Personal News. October 2017
When I was about 12 years old I eventually called 999 from a nearby phone box regarding aggressive behaviour by my dad, which had been escalating to the point where he had punched me in the face. When the police arrived, I was told off, returned home, sent to my room and medicated for the rest of my teens. I was never questioned, no statement or discernible action was ever taken by the police, apart from involving the NHS. Unfortunately I never got the opportunity to tell the police about a couple of school friends who were being abused either.
In my darkest moments since then, I have consoled myself with the thought that somebody, somewhere out there would now know what was happening to me, that they would be doing whatever it is that these people are supposed to do, and that in some dusty pre-digital file, there would be a record which would eventually vindicate my story.
It has taken until now, on receipt of a direct request by me, for the local authorities to finally admit what had become obvious to me, that they either never made, got rid of or lost any record of my call, which is presumably why I endured further assaults and continued to be pathologized throughout my adult life.
Although I really have fought not to let my father’s aggression or my subsequent pathologization determine the rest of my life, the truth is that it really has. Since returning back to Newcastle, those old fears began to affect many aspects of my life again.

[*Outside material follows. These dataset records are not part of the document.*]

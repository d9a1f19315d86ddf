//! Word-difference automaton snapshots.
//!
//! A snapshot is the read-only form of the difference automaton handed to
//! acceptor and multiplier construction. States are numbered `1..=N`; `0`
//! means "no transition". The alphabet is every product symbol of the
//! generator alphabet (see [`crate::Alphabet::symbol`]). Only state 1, the
//! identity difference, accepts.

use std::fmt::Write;

use serde::{Deserialize, Serialize};

use crate::alphabet::{Alphabet, Symbol};
use crate::word::Word;

/// Error while decoding a snapshot.
#[derive(Debug, thiserror::Error)]
pub enum SnapshotError {
    #[error("JSON parse error: {0}")]
    Json(#[from] serde_json::Error),
    #[error("binary decode error: {0}")]
    Binary(#[from] postcard::Error),
}

/// Transition storage.
#[derive(Debug, Clone, PartialEq, Eq, Serialize, Deserialize)]
pub enum SnapshotTable {
    /// Row-major, `N` rows of `symbol_count` targets.
    Dense(Vec<u32>),
    /// One sorted `(symbol, target)` list per state.
    Sparse(Vec<Vec<(Symbol, u32)>>),
}

/// The word-difference automaton snapshot.
#[derive(Debug, Clone, PartialEq, Eq, Serialize, Deserialize)]
pub struct DifferenceAutomaton {
    /// Number of generators `k`; there are `(k+1)²` product symbols.
    pub generators: usize,
    pub state_count: usize,
    /// Reduced word of each state's difference, index `state - 1`.
    pub words: Vec<Word>,
    pub table: SnapshotTable,
}

impl DifferenceAutomaton {
    #[inline]
    pub fn symbol_count(&self) -> usize {
        (self.generators + 1) * (self.generators + 1)
    }

    #[inline]
    pub fn initial(&self) -> u32 {
        1
    }

    #[inline]
    pub fn is_accepting(&self, state: u32) -> bool {
        state == 1
    }

    /// Target of `state` on `symbol`, if any.
    pub fn target(&self, state: u32, symbol: Symbol) -> Option<u32> {
        if state == 0 || state as usize > self.state_count {
            return None;
        }
        let row = state as usize - 1;
        let target = match &self.table {
            SnapshotTable::Dense(cells) => cells[row * self.symbol_count() + symbol as usize],
            SnapshotTable::Sparse(rows) => rows[row]
                .binary_search_by_key(&symbol, |&(s, _)| s)
                .map_or(0, |i| rows[row][i].1),
        };
        (target != 0).then_some(target)
    }

    /// Total number of transitions.
    pub fn transition_count(&self) -> usize {
        match &self.table {
            SnapshotTable::Dense(cells) => cells.iter().filter(|&&t| t != 0).count(),
            SnapshotTable::Sparse(rows) => rows.iter().map(Vec::len).sum(),
        }
    }

    /// Run a padded word pair from the initial state.
    pub fn run(&self, symbols: impl IntoIterator<Item = Symbol>) -> Option<u32> {
        symbols
            .into_iter()
            .try_fold(self.initial(), |state, symbol| self.target(state, symbol))
    }

    /// Convert to the sparse representation.
    pub fn to_sparse(&self) -> Self {
        let rows = (1..=self.state_count as u32)
            .map(|state| {
                (0..self.symbol_count() as Symbol)
                    .filter_map(|s| self.target(state, s).map(|t| (s, t)))
                    .collect()
            })
            .collect();
        Self {
            table: SnapshotTable::Sparse(rows),
            ..self.clone()
        }
    }

    pub fn to_binary(&self) -> Vec<u8> {
        postcard::to_allocvec(self).expect("serialization should not fail")
    }

    pub fn from_binary(bytes: &[u8]) -> Result<Self, SnapshotError> {
        Ok(postcard::from_bytes(bytes)?)
    }

    pub fn to_json(&self) -> String {
        serde_json::to_string(self).expect("serialization should not fail")
    }

    pub fn from_json(json: &str) -> Result<Self, SnapshotError> {
        Ok(serde_json::from_str(json)?)
    }

    /// One line per state: `S1 [ε]*: (a,a)→S1 …`. Accepting states carry `*`.
    pub fn dump(&self, alphabet: &Alphabet) -> String {
        let mut out = String::new();
        for state in 1..=self.state_count as u32 {
            let word = alphabet.display_word(&self.words[state as usize - 1]);
            let accept = if self.is_accepting(state) { "*" } else { "" };
            let _ = write!(out, "S{state} [{word}]{accept}:");
            for symbol in 0..self.symbol_count() as Symbol {
                if let Some(target) = self.target(state, symbol) {
                    let _ = write!(out, " {}→S{target}", alphabet.display_symbol(symbol));
                }
            }
            out.push('\n');
        }
        out
    }
}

One of the more enlightened decisions made during my twenties was to refer me to a cognitive therapist. Since then I have successfully used techniques from a type of cognitive therapy to help me to overcome my fears, restore my self confidence and remain positive – all the while imagining that piece of paper in that dusty file.
Unfortunately I don’t think this technique was ever meant for some of the enormous issues I have had to deal with over time, such as decision making while my mother was terminally ill and long term gaslighting by my father and my brother. I often wonder what my cognitive therapist would advise.
I saw this Sanctuary knocker on a school trip to Durham Cathedral when I was about 14, trapped at home, on medication, understanding nothing. Although it was apparently intended to offer sanctuary to criminals, I remember wishing that I could find some kind of sanctuary from things at home. This idea imprinted itself on my consciousness and I still find it a powerful symbol.
I hope this post may be helpful to other people who have had similar experiences.